**WORK TO BE COMPLETED**. Scan the entries below. Return every line that includes "StylePreset".

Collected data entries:
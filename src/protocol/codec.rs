//! Protocol codec
//!
//! Rendering functions for the batch wire format.
//!
//! ## Wire Format
//!
//! ### Document
//! ```text
//! <?xml version="1.0" encoding="UTF-8"?><ows:Batch OnError="{policy}">{methods}</ows:Batch>
//! ```
//!
//! ### Method
//! ```text
//! <Method ID="{seq}">
//!   <SetList>{target}</SetList>
//!   <SetVar Name="Cmd">{Save|Delete}</SetVar>
//!   <SetVar Name="ID">{New|item id}</SetVar>
//!   {fields}
//! </Method>
//! ```
//! (shown indented; rendered without whitespace)
//!
//! ### Field
//! ```text
//! <SetVar Name="urn:schemas-microsoft-com:office:office#{name}">{value}</SetVar>
//! ```

use std::borrow::Cow;

use crate::config::EscapeMode;
use super::{Document, ErrorPolicy, Field, Method};

/// Declaration prepended to every document
pub const XML_DECLARATION: &str = r#"<?xml version="1.0" encoding="UTF-8"?>"#;

/// Root element name
pub const BATCH_ELEMENT: &str = "ows:Batch";

/// Namespace prefix on every field `SetVar` name
pub const FIELD_NAME_PREFIX: &str = "urn:schemas-microsoft-com:office:office#";

// =============================================================================
// Escaping
// =============================================================================

/// Escape markup-significant characters according to `mode`
///
/// Borrows the input when nothing needs replacing.
pub fn escape_markup(text: &str, mode: EscapeMode) -> Cow<'_, str> {
    if mode == EscapeMode::Raw || !text.contains(['&', '<', '>', '"', '\'']) {
        return Cow::Borrowed(text);
    }

    let mut escaped = String::with_capacity(text.len() + 16);
    for ch in text.chars() {
        match ch {
            '&' => escaped.push_str("&amp;"),
            '<' => escaped.push_str("&lt;"),
            '>' => escaped.push_str("&gt;"),
            '"' => escaped.push_str("&quot;"),
            '\'' => escaped.push_str("&apos;"),
            other => escaped.push(other),
        }
    }
    Cow::Owned(escaped)
}

// =============================================================================
// Method Rendering
// =============================================================================

/// Append one `<Method>` element to `out`
pub fn render_method(out: &mut String, method: &Method, mode: EscapeMode) {
    let operation = &method.operation;

    out.push_str("<Method ID=\"");
    out.push_str(&method.sequence_id.to_string());
    out.push_str("\">");

    out.push_str("<SetList>");
    out.push_str(&escape_markup(operation.target(), mode));
    out.push_str("</SetList>");

    out.push_str("<SetVar Name=\"Cmd\">");
    out.push_str(operation.command().as_str());
    out.push_str("</SetVar>");

    out.push_str("<SetVar Name=\"ID\">");
    out.push_str(&operation.row_id().to_string());
    out.push_str("</SetVar>");

    for field in operation.fields() {
        render_field(out, field, mode);
    }

    out.push_str("</Method>");
}

/// Append one field `<SetVar>` element to `out`
fn render_field(out: &mut String, field: &Field, mode: EscapeMode) {
    out.push_str("<SetVar Name=\"");
    out.push_str(FIELD_NAME_PREFIX);
    out.push_str(&escape_markup(&field.name, mode));
    out.push_str("\">");
    out.push_str(&escape_markup(&field.value, mode));
    out.push_str("</SetVar>");
}

// =============================================================================
// Document Rendering
// =============================================================================

/// Render a full batch document around `methods`
///
/// An empty slice still yields a well-formed document with no methods.
pub fn render_document(policy: ErrorPolicy, methods: &[Method], mode: EscapeMode) -> Document {
    let mut xml = String::with_capacity(96 + methods.len() * 192);

    xml.push_str(XML_DECLARATION);
    xml.push('<');
    xml.push_str(BATCH_ELEMENT);
    xml.push_str(" OnError=\"");
    xml.push_str(policy.wire_value());
    xml.push_str("\">");

    for method in methods {
        render_method(&mut xml, method, mode);
    }

    xml.push_str("</");
    xml.push_str(BATCH_ELEMENT);
    xml.push('>');

    Document {
        error_policy: policy,
        method_count: methods.len(),
        first_sequence_id: methods.first().map(|m| m.sequence_id),
        xml,
    }
}
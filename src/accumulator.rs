//! Accumulator Module
//!
//! Collects list-item operations into size-bounded segments and drives their
//! submission.
//!
//! ## Responsibilities
//! - Stamp every operation with an accumulator-wide sequence id
//! - Open a new segment whenever the active one reaches the cap
//! - Render one document per segment
//! - Submit documents strictly in order, stopping at the first failure

use tracing::{debug, warn};

use crate::config::{Config, EscapeMode, DEFAULT_SEGMENT_CAP};
use crate::error::Result;
use crate::protocol::{render_document, Document, ErrorPolicy, Field, Method, Operation};
use crate::submit::Submitter;

/// An ordered group of methods rendered into one document
#[derive(Debug, Clone, Default, PartialEq, Eq)]
pub struct Segment {
    methods: Vec<Method>,
}

impl Segment {
    /// Reserve room for at most one default-sized batch; larger caps grow on demand
    fn with_capacity(cap: usize) -> Self {
        Self {
            methods: Vec::with_capacity(cap.min(DEFAULT_SEGMENT_CAP)),
        }
    }

    pub fn methods(&self) -> &[Method] {
        &self.methods
    }

    pub fn len(&self) -> usize {
        self.methods.len()
    }

    pub fn is_empty(&self) -> bool {
        self.methods.is_empty()
    }

    fn render(&self, policy: ErrorPolicy, mode: EscapeMode) -> Document {
        render_document(policy, &self.methods, mode)
    }
}

/// Accumulates operations into bounded batch segments
///
/// ## Lifecycle
///
/// - Created holding one empty segment and a counter at zero
/// - Mutated only through `append` and its wrappers (`&mut self`)
/// - Consumed by `run`, which may be called again but will resubmit
///   everything
///
/// ## Segmentation
///
/// Every segment except the last holds exactly `segment_cap` methods. The
/// last holds between 1 and `segment_cap`, or 0 when nothing was appended.
#[derive(Debug, Clone)]
pub struct BatchAccumulator {
    /// Cap, policy and escaping
    config: Config,

    /// Segments in arrival order; never empty
    segments: Vec<Segment>,

    /// Sequence id handed to the next appended operation
    next_sequence_id: u64,
}

impl BatchAccumulator {
    /// Create an accumulator with the default cap and the given policy
    pub fn new(error_policy: ErrorPolicy) -> Self {
        let config = Config {
            error_policy,
            ..Config::default()
        };
        Self::from_valid_config(config)
    }

    /// Create an accumulator from a config
    ///
    /// Fails if the segment cap is zero.
    pub fn with_config(config: Config) -> Result<Self> {
        config.validate()?;
        Ok(Self::from_valid_config(config))
    }

    fn from_valid_config(config: Config) -> Self {
        let first = Segment::with_capacity(config.segment_cap);
        Self {
            config,
            segments: vec![first],
            next_sequence_id: 0,
        }
    }

    // =========================================================================
    // Accumulation
    // =========================================================================

    /// Queue an operation
    ///
    /// Starts a new segment first if the active one is full. Field names and
    /// values are not validated.
    pub fn append(&mut self, operation: Operation) {
        let cap = self.config.segment_cap;

        let needs_segment = self.segments.last().map_or(true, |s| s.len() >= cap);
        if needs_segment {
            self.segments.push(Segment::with_capacity(cap));
            debug!(
                segment = self.segments.len() - 1,
                first_sequence_id = self.next_sequence_id,
                "Opened batch segment"
            );
        }

        let sequence_id = self.next_sequence_id;
        self.next_sequence_id += 1;

        if let Some(active) = self.segments.last_mut() {
            active.methods.push(Method {
                sequence_id,
                operation,
            });
        }
    }

    /// Queue creation of a new item
    pub fn create_item<I, F>(&mut self, target: impl Into<String>, fields: I)
    where
        I: IntoIterator<Item = F>,
        F: Into<Field>,
    {
        self.append(Operation::create(target, fields));
    }

    /// Queue an update of item `id`
    pub fn update_item<I, F>(&mut self, target: impl Into<String>, id: u32, fields: I)
    where
        I: IntoIterator<Item = F>,
        F: Into<Field>,
    {
        self.append(Operation::update(target, id, fields));
    }

    /// Queue deletion of item `id`
    pub fn delete_item(&mut self, target: impl Into<String>, id: u32) {
        self.append(Operation::delete(target, id));
    }

    // =========================================================================
    // Rendering and Submission
    // =========================================================================

    /// Render one document per segment
    ///
    /// Does not mutate state; repeated calls yield identical documents.
    pub fn render(&self) -> Vec<Document> {
        let policy = self.config.error_policy;
        let mode = self.config.escape_mode;
        self.segments
            .iter()
            .map(|segment| segment.render(policy, mode))
            .collect()
    }

    /// Submit every segment in order and collect the acknowledgements
    ///
    /// Each acknowledgement is followed by a newline in the returned string.
    /// The first submission error is returned as-is; later segments are not
    /// submitted and earlier ones are not undone.
    pub fn run<S>(&self, submitter: &mut S) -> std::result::Result<String, S::Error>
    where
        S: Submitter + ?Sized,
    {
        let documents = self.render();
        let total = documents.len();
        let mut acknowledgements = String::new();

        for (index, document) in documents.iter().enumerate() {
            debug!(
                segment = index,
                of = total,
                methods = document.method_count(),
                policy = %document.error_policy(),
                "Submitting batch"
            );

            match submitter.submit(document) {
                Ok(ack) => {
                    acknowledgements.push_str(&ack);
                    acknowledgements.push('\n');
                }
                Err(e) => {
                    warn!(
                        segment = index,
                        of = total,
                        "Batch submission failed, skipping remaining segments"
                    );
                    return Err(e);
                }
            }
        }

        Ok(acknowledgements)
    }

    // =========================================================================
    // Accessors
    // =========================================================================

    pub fn error_policy(&self) -> ErrorPolicy {
        self.config.error_policy
    }

    /// Change the policy stamped on documents rendered from now on
    pub fn set_error_policy(&mut self, policy: ErrorPolicy) {
        self.config.error_policy = policy;
    }

    pub fn config(&self) -> &Config {
        &self.config
    }

    /// Get the segments in submission order
    pub fn segments(&self) -> &[Segment] {
        &self.segments
    }

    pub fn segment_count(&self) -> usize {
        self.segments.len()
    }

    /// Total number of queued operations
    pub fn len(&self) -> usize {
        self.segments.iter().map(Segment::len).sum()
    }

    pub fn is_empty(&self) -> bool {
        self.next_sequence_id == 0
    }

    /// Sequence id the next appended operation will receive
    pub fn next_sequence_id(&self) -> u64 {
        self.next_sequence_id
    }
}

impl Default for BatchAccumulator {
    fn default() -> Self {
        Self::new(ErrorPolicy::default())
    }
}
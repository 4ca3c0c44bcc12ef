//! Console output formatters for generation results

use crate::output::formatter::OutputFormatter;
use colored::Colorize;
use imagine_application::GenerateImageError;
use imagine_domain::{
    ConfigIssue, GenerationResult, HISTORY_CAPACITY, HistoryEntry, Severity, StylePreset,
};
use serde::Serialize;
use std::path::Path;

/// Formats generation results for console display
pub struct ConsoleFormatter;

impl ConsoleFormatter {
    /// Format a successful generation
    pub fn format_result(result: &GenerationResult, history_len: usize) -> String {
        let mut output = String::new();

        output.push_str(&Self::header("Image generated"));
        output.push('\n');

        output.push_str(&format!("{} {}\n", "Caption:".cyan().bold(), result.caption()));

        if result.is_enhanced() {
            output.push_str(&format!(
                "{} {}\n",
                "Enhanced prompt:".cyan().bold(),
                result.composed_prompt
            ));
        }

        output.push_str(&format!(
            "{} {} {}x{} ({})\n",
            "Image:".cyan().bold(),
            result.image.format(),
            result.image.width(),
            result.image.height(),
            Self::human_size(result.image.byte_len())
        ));
        output.push_str(&format!(
            "{} {}\n",
            "Model:".cyan().bold(),
            result.model.display_name()
        ));
        output.push_str(&format!(
            "{} {}/{}\n",
            "History:".dimmed(),
            history_len,
            HISTORY_CAPACITY
        ));

        output
    }

    /// Format the session history, most recent first, numbered from 1
    pub fn format_history(entries: &[HistoryEntry]) -> String {
        if entries.is_empty() {
            return "No images generated yet.\n".dimmed().to_string();
        }

        let mut output = format!(
            "{} ({}/{})\n",
            "Recent generations".cyan().bold(),
            entries.len(),
            HISTORY_CAPACITY
        );
        for (i, entry) in entries.iter().enumerate() {
            let result = entry.result();
            output.push_str(&format!(
                "  {:>2}. {}  {}\n",
                i + 1,
                result.caption(),
                format!(
                    "[{} {}x{}, {}]",
                    result.image.format(),
                    result.image.width(),
                    result.image.height(),
                    result.created_at.format("%H:%M:%S")
                )
                .dimmed()
            ));
        }
        output
    }

    /// Format the style catalog with the suffix each style appends
    pub fn format_styles(current: Option<StylePreset>) -> String {
        let mut output = format!("{}\n", "Style presets:".cyan().bold());
        for style in StylePreset::all() {
            let marker = if Some(*style) == current { "*" } else { " " };
            let adds = if style.is_none() {
                "(prompt unchanged)".dimmed().to_string()
            } else {
                style.suffix().to_string()
            };
            output.push_str(&format!(
                " {} {:<14} {}\n",
                marker.green(),
                style.label().bold(),
                adds
            ));
        }
        output
    }

    /// Format a failed generation with its hint
    pub fn format_error(error: &GenerateImageError) -> String {
        format!(
            "{} {}\n  {}",
            "Error:".red().bold(),
            error,
            error.hint().yellow()
        )
    }

    /// Format configuration issues, one per line
    pub fn format_config_issues(issues: &[ConfigIssue]) -> String {
        issues
            .iter()
            .map(|issue| match issue.severity {
                Severity::Error => format!("{} {}", "config error:".red().bold(), issue.message),
                Severity::Warning => {
                    format!("{} {}", "config warning:".yellow().bold(), issue.message)
                }
            })
            .collect::<Vec<_>>()
            .join("\n")
    }

    pub fn format_saved(path: &Path) -> String {
        format!("{} {}", "Saved:".green().bold(), path.display())
    }

    fn header(title: &str) -> String {
        let line = "=".repeat(60);
        format!("{}\n{:^60}\n{}", line.cyan(), title.bold(), line.cyan())
    }

    /// Byte count as B / KB / MB
    pub fn human_size(bytes: usize) -> String {
        const KB: f64 = 1024.0;
        let bytes = bytes as f64;
        if bytes < KB {
            format!("{} B", bytes)
        } else if bytes < KB * KB {
            format!("{:.1} KB", bytes / KB)
        } else {
            format!("{:.1} MB", bytes / (KB * KB))
        }
    }
}

impl OutputFormatter for ConsoleFormatter {
    fn format_result(&self, result: &GenerationResult, history_len: usize) -> String {
        Self::format_result(result, history_len)
    }

    fn format_error(&self, error: &GenerateImageError) -> String {
        Self::format_error(error)
    }

    fn format_saved(&self, path: &Path) -> String {
        Self::format_saved(path)
    }
}

/// JSON document printed for a successful generation
#[derive(Serialize)]
struct ResultDocument<'a> {
    #[serde(flatten)]
    result: &'a GenerationResult,
    mime_type: &'static str,
    bytes: usize,
    history_len: usize,
    history_capacity: usize,
}

/// Formats generation outcomes as JSON documents
pub struct JsonFormatter;

impl OutputFormatter for JsonFormatter {
    fn format_result(&self, result: &GenerationResult, history_len: usize) -> String {
        let document = ResultDocument {
            result,
            mime_type: result.image.format().mime_type(),
            bytes: result.image.byte_len(),
            history_len,
            history_capacity: HISTORY_CAPACITY,
        };
        serde_json::to_string_pretty(&document).unwrap_or_else(|_| "{}".to_string())
    }

    fn format_error(&self, error: &GenerateImageError) -> String {
        let value = serde_json::json!({
            "error": error.to_string(),
            "category": error.category().as_str(),
            "hint": error.hint(),
            "retryable": error.is_retryable(),
        });
        serde_json::to_string_pretty(&value).unwrap_or_else(|_| "{}".to_string())
    }

    fn format_saved(&self, path: &Path) -> String {
        serde_json::json!({ "saved": path.display().to_string() }).to_string()
    }
}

**WORKED SOLUTION**.
    ConfigIssue, GenerationResult, HISTORY_CAPACITY, HistoryEntry, Severity, StylePreset,
    pub fn format_styles(current: Option<StylePreset>) -> String {
        for style in StylePreset::all() {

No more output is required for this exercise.